(Saved entries)
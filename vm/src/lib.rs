// tokpeg. Token-stream PEG parsing
// Copyright (c) 2018 Dragoș Tiselice
//
// Licensed under the Apache License, Version 2.0
// <LICENSE-APACHE or http://www.apache.org/licenses/LICENSE-2.0> or the MIT
// license <LICENSE-MIT or http://opensource.org/licenses/MIT>, at your
// option. All files in the project carrying such notice may not be copied,
// modified, or distributed except according to those terms.

//! # tokpeg. Token-stream PEG parsing
//!
//! This crate interprets [`Grammar`]s built with `tokpeg_meta` over token streams. It is a
//! memoizing (packrat) recursive descent interpreter: ordered choice, backtracking and
//! furthest-failure tracking, producing either an [`AstNode`] tree or a positioned report.
//!
//! ```
//! use tokpeg::generic::{EOF, IDENTIFIER};
//! use tokpeg::Token;
//! use tokpeg_meta::{and, o2n, GrammarBuilder};
//! use tokpeg_vm::Parser;
//!
//! let mut g = GrammarBuilder::new();
//! let list = g.rule("list");
//! g.define(list).is(and!(IDENTIFIER, o2n!(",", IDENTIFIER), EOF)).unwrap();
//! g.set_root(list);
//!
//! let parser = Parser::builder(g.build().unwrap()).build();
//! let tokens = vec![
//!     Token::new(IDENTIFIER, "a"),
//!     Token::new(IDENTIFIER, ",").with_position(1, 1),
//!     Token::new(IDENTIFIER, "b").with_position(1, 2),
//!     Token::new(EOF, "EOF").with_position(1, 3),
//! ];
//!
//! let ast = parser.parse(tokens).unwrap();
//! assert_eq!(ast.name(), "list");
//! assert_eq!(ast.number_of_children(), 4);
//! ```

#![doc(html_root_url = "https://docs.rs/tokpeg_vm")]
#![warn(missing_debug_implementations, rust_2018_idioms, unused_qualifications)]

use tokpeg::generic::EOF;
use tokpeg::{AstNode, AstNodeType, Token, TokenType};
use tokpeg_meta::{Grammar, Matcher, MatcherId, RuleId};

use std::sync::Arc;

mod config;
mod error;
mod listener;
mod macros;
mod parser;
mod stack_trace;
mod state;

pub use crate::config::{ParserConfig, SOURCE_CODE_TOKENS_WINDOW};
pub use crate::error::{RecognitionError, RecognitionReport};
pub use crate::listener::ParsingEventListener;
pub use crate::parser::{Parser, ParserBuilder};
pub use crate::stack_trace::{ExtendedStackTrace, ParsingStackTrace, RuleFrame, TraceEntry};
pub use crate::state::{Expectation, NoMatch, Outpost, ParseResult, ParsingState, Statistics};

/// Interpreter of one grammar. Holds no per-parse data: all of it lives in the
/// [`ParsingState`] passed to every call.
#[derive(Clone, Copy, Debug)]
pub struct Vm<'g> {
    grammar: &'g Grammar,
}

impl<'g> Vm<'g> {
    pub fn new(grammar: &'g Grammar) -> Vm<'g> {
        Vm { grammar }
    }

    #[inline]
    pub fn grammar(&self) -> &'g Grammar {
        self.grammar
    }

    /// Matches `rule` at the cursor and returns its node.
    ///
    /// The node is returned even when the rule is configured to be skipped from the tree;
    /// skipping only applies when a node is attached to a parent.
    pub fn parse_rule(&self, rule: RuleId, state: &mut ParsingState<'_>) -> ParseResult<AstNode> {
        let mut nodes = self.parse_matcher(self.grammar.rule_matcher(rule), state)?;

        nodes.pop().ok_or(NoMatch)
    }

    /// Matches the matcher `id` at the cursor. On success the cursor is after the matched
    /// tokens and the returned nodes are the contribution of the matcher to its parent; on
    /// failure the cursor is unchanged.
    pub fn parse_matcher(
        &self,
        id: MatcherId,
        state: &mut ParsingState<'_>,
    ) -> ParseResult<Vec<AstNode>> {
        match self.grammar.matcher(id) {
            Matcher::Rule(rule) => self.parse_rule_reference(id, *rule, state),
            matcher if matcher.is_memoizable() => {
                state.memoized(id, |state| self.dispatch(id, state))
            }
            _ => self.dispatch(id, state),
        }
    }

    fn parse_rule_reference(
        &self,
        id: MatcherId,
        rule: RuleId,
        state: &mut ParsingState<'_>,
    ) -> ParseResult<Vec<AstNode>> {
        let name = self.grammar.rule(rule).name();
        let start = state.cursor();

        state.enter_rule(rule, name);
        let result = state.memoized(id, |state| self.parse_rule_body(rule, state));
        state.exit_rule(name, start, result.is_ok());

        result
    }

    fn parse_rule_body(
        &self,
        rule: RuleId,
        state: &mut ParsingState<'_>,
    ) -> ParseResult<Vec<AstNode>> {
        state.count_evaluation();

        let definition = self.grammar.rule(rule);
        let body = definition.body().ok_or(NoMatch)?;
        let start = state.cursor();
        let token = state.peek().cloned();

        let children = state.sequence(|state| self.parse_matcher(body, state))?;

        let mut node = AstNode::new(
            AstNodeType::Rule(Arc::clone(definition.shared_name())),
            token,
            start,
        )
        .with_skip(definition.skip());
        node.add_children(children);
        node.set_to_index(state.cursor());

        Ok(vec![node])
    }

    fn dispatch(&self, id: MatcherId, state: &mut ParsingState<'_>) -> ParseResult<Vec<AstNode>> {
        state.count_evaluation();

        match self.grammar.matcher(id) {
            Matcher::TokenType(ty) => self.terminal(id, state, false, |token| token.is(*ty)),
            Matcher::TokenValue { value, skipped } => {
                self.terminal(id, state, *skipped, |token| token.value() == value.as_str())
            }
            Matcher::TokenTypes(types) => {
                self.terminal(id, state, false, |token| types.contains(&token.ty()))
            }
            Matcher::AnyToken => self.terminal(id, state, false, |token| !token.is(EOF)),
            Matcher::Rule(rule) => self.parse_rule_reference(id, *rule, state),
            Matcher::Sequence(ids) => state.sequence(|state| {
                let mut nodes = vec![];

                for &child in ids {
                    nodes.append(&mut self.parse_matcher(child, state)?);
                }

                Ok(nodes)
            }),
            Matcher::Choice(ids) => {
                for &child in ids {
                    if let Ok(nodes) = state.sequence(|state| self.parse_matcher(child, state)) {
                        return Ok(nodes);
                    }
                }

                Err(NoMatch)
            }
            Matcher::Opt(child) => state.optional(|state| self.parse_matcher(*child, state)),
            Matcher::ZeroOrMore(child) => {
                Ok(state.repeat(|state| self.parse_matcher(*child, state)))
            }
            Matcher::OneOrMore(child) => state.sequence(|state| {
                let start = state.cursor();
                let mut nodes = self.parse_matcher(*child, state)?;

                if state.cursor() > start {
                    nodes.append(&mut state.repeat(|state| self.parse_matcher(*child, state)));
                }

                Ok(nodes)
            }),
            Matcher::Not(child) => {
                if state.probe(|state| self.parse_matcher(*child, state)) {
                    state.record_failure(Expectation::Matcher(id));
                    Err(NoMatch)
                } else {
                    Ok(vec![])
                }
            }
            Matcher::Next(child) => state
                .lookahead(|state| self.parse_matcher(*child, state))
                .map(|_| vec![]),
            Matcher::AnyTokenButNot(child) => {
                if state.at_end() || state.probe(|state| self.parse_matcher(*child, state)) {
                    state.record_failure(Expectation::Matcher(id));
                    return Err(NoMatch);
                }

                Ok(state
                    .advance()
                    .map(|(index, token)| token_node(index, token))
                    .unwrap_or_default())
            }
            Matcher::InclusiveTill(child) => self.inclusive_till(*child, state),
            Matcher::ExclusiveTill(ids) => self.exclusive_till(ids, state),
            Matcher::TillNewLine => {
                let start = state.cursor();
                let line = match start {
                    0 => 1,
                    _ => state.token(start - 1).map_or(1, |token| token.line()),
                };

                while let Some(token) = state.peek() {
                    if token.line() != line || token.is(EOF) {
                        break;
                    }
                    state.advance();
                }

                Ok(vec![])
            }
            Matcher::Bridge(from, to) => self.bridge(id, *from, *to, state),
            Matcher::Adjacent(child) => {
                let cursor = state.cursor();
                let adjacent = cursor > 0
                    && match (state.token(cursor - 1), state.peek()) {
                        (Some(previous), Some(next)) => {
                            previous.line() == next.line()
                                && previous.end_column() == next.column()
                        }
                        _ => false,
                    };

                if !adjacent {
                    state.record_failure(Expectation::Matcher(id));
                    return Err(NoMatch);
                }

                self.parse_matcher(*child, state)
            }
        }
    }

    fn terminal<F>(
        &self,
        id: MatcherId,
        state: &mut ParsingState<'_>,
        skipped: bool,
        matches: F,
    ) -> ParseResult<Vec<AstNode>>
    where
        F: FnOnce(&Token) -> bool,
    {
        if state.peek().map_or(false, |token| matches(&**token)) {
            if let Some((index, token)) = state.advance() {
                return Ok(if skipped {
                    vec![]
                } else {
                    token_node(index, token)
                });
            }
        }

        state.record_failure(Expectation::Matcher(id));
        Err(NoMatch)
    }

    fn inclusive_till(
        &self,
        child: MatcherId,
        state: &mut ParsingState<'_>,
    ) -> ParseResult<Vec<AstNode>> {
        let start = state.cursor();
        let mut node = AstNode::new(AstNodeType::Synthetic("till"), state.peek().cloned(), start);

        loop {
            match self.parse_matcher(child, state) {
                Ok(nodes) => {
                    node.add_children(nodes);
                    node.set_to_index(state.cursor());

                    return Ok(vec![node]);
                }
                Err(NoMatch) => match state.advance() {
                    Some((index, token)) => node.add_children(token_node(index, token)),
                    None => {
                        state.set_cursor(start);

                        return Err(NoMatch);
                    }
                },
            }
        }
    }

    fn exclusive_till(
        &self,
        ids: &[MatcherId],
        state: &mut ParsingState<'_>,
    ) -> ParseResult<Vec<AstNode>> {
        let start = state.cursor();
        let mut node = AstNode::new(
            AstNodeType::Synthetic("exclusive_till"),
            state.peek().cloned(),
            start,
        );

        loop {
            let at_end = state.peek().map_or(true, |token| token.is(EOF));

            if at_end
                || ids
                    .iter()
                    .any(|&id| state.probe(|state| self.parse_matcher(id, state)))
            {
                break;
            }

            if let Some((index, token)) = state.advance() {
                node.add_children(token_node(index, token));
            }
        }

        node.set_to_index(state.cursor());

        Ok(vec![node])
    }

    fn bridge(
        &self,
        id: MatcherId,
        from: TokenType,
        to: TokenType,
        state: &mut ParsingState<'_>,
    ) -> ParseResult<Vec<AstNode>> {
        let start = state.cursor();

        if !state.peek().map_or(false, |token| token.is(from)) {
            state.record_failure(Expectation::Matcher(id));
            return Err(NoMatch);
        }

        let mut node = AstNode::new(AstNodeType::Synthetic("bridge"), state.peek().cloned(), start);
        let mut depth = 0usize;

        while let Some((index, token)) = state.advance() {
            if token.is(from) {
                depth += 1;
            } else if token.is(to) {
                depth -= 1;
            }

            node.add_children(token_node(index, token));

            if depth == 0 {
                node.set_to_index(state.cursor());

                return Ok(vec![node]);
            }
        }

        state.set_cursor(start);
        state.record_failure(Expectation::Matcher(id));

        Err(NoMatch)
    }
}

// Leaf for a consumed token, unless its type is skipped from the tree.
fn token_node(index: usize, token: Arc<Token>) -> Vec<AstNode> {
    if token.ty().has_to_be_skipped_from_ast() {
        vec![]
    } else {
        vec![AstNode::from_token(token, index)]
    }
}

#[cfg(test)]
mod tests {
    use tokpeg::generic::IDENTIFIER;
    use tokpeg_meta::{and, o2n, opt, or, GrammarBuilder};

    use super::*;

    fn words(words: &str) -> Vec<Token> {
        let mut tokens: Vec<_> = words
            .split_whitespace()
            .enumerate()
            .map(|(i, word)| Token::new(IDENTIFIER, word).with_position(1, i * 2))
            .collect();
        tokens.push(Token::new(EOF, "EOF").with_position(2, 0));
        tokens
    }

    #[test]
    fn choice_is_ordered() {
        let mut g = GrammarBuilder::new();
        let root = g.rule("root");
        g.define(root).is(or!(and!("a"), and!("a", "b"))).unwrap();
        g.set_root(root);
        let grammar = g.build().unwrap();

        let vm = Vm::new(&grammar);
        let mut state = ParsingState::new(words("a b"));
        let node = vm.parse_rule(root, &mut state).unwrap();

        assert_eq!(node.number_of_children(), 1);
        assert_eq!(state.cursor(), 1);
    }

    #[test]
    fn zero_width_repetition_stops() {
        let mut g = GrammarBuilder::new();
        let root = g.rule("root");
        g.define(root).is(and!(o2n!(opt!("x")), EOF)).unwrap();
        g.set_root(root);
        let grammar = g.build().unwrap();

        let vm = Vm::new(&grammar);
        let mut state = ParsingState::new(words(""));

        assert!(vm.parse_rule(root, &mut state).is_ok());
        assert_eq!(state.cursor(), 1);
    }

    #[test]
    fn failure_restores_cursor() {
        let mut g = GrammarBuilder::new();
        let root = g.rule("root");
        g.define(root).is(and!("a", "c")).unwrap();
        g.set_root(root);
        let grammar = g.build().unwrap();

        let vm = Vm::new(&grammar);
        let mut state = ParsingState::new(words("a b"));

        assert_eq!(vm.parse_rule(root, &mut state), Err(NoMatch));
        assert_eq!(state.cursor(), 0);
        assert_eq!(state.outpost().map(|outpost| outpost.index), Some(1));
    }
}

=== ASSIGNED TASK ===
Work out how many lines above contain "returned"; write only the number.

=== EXERCISE RESPONSE ===
2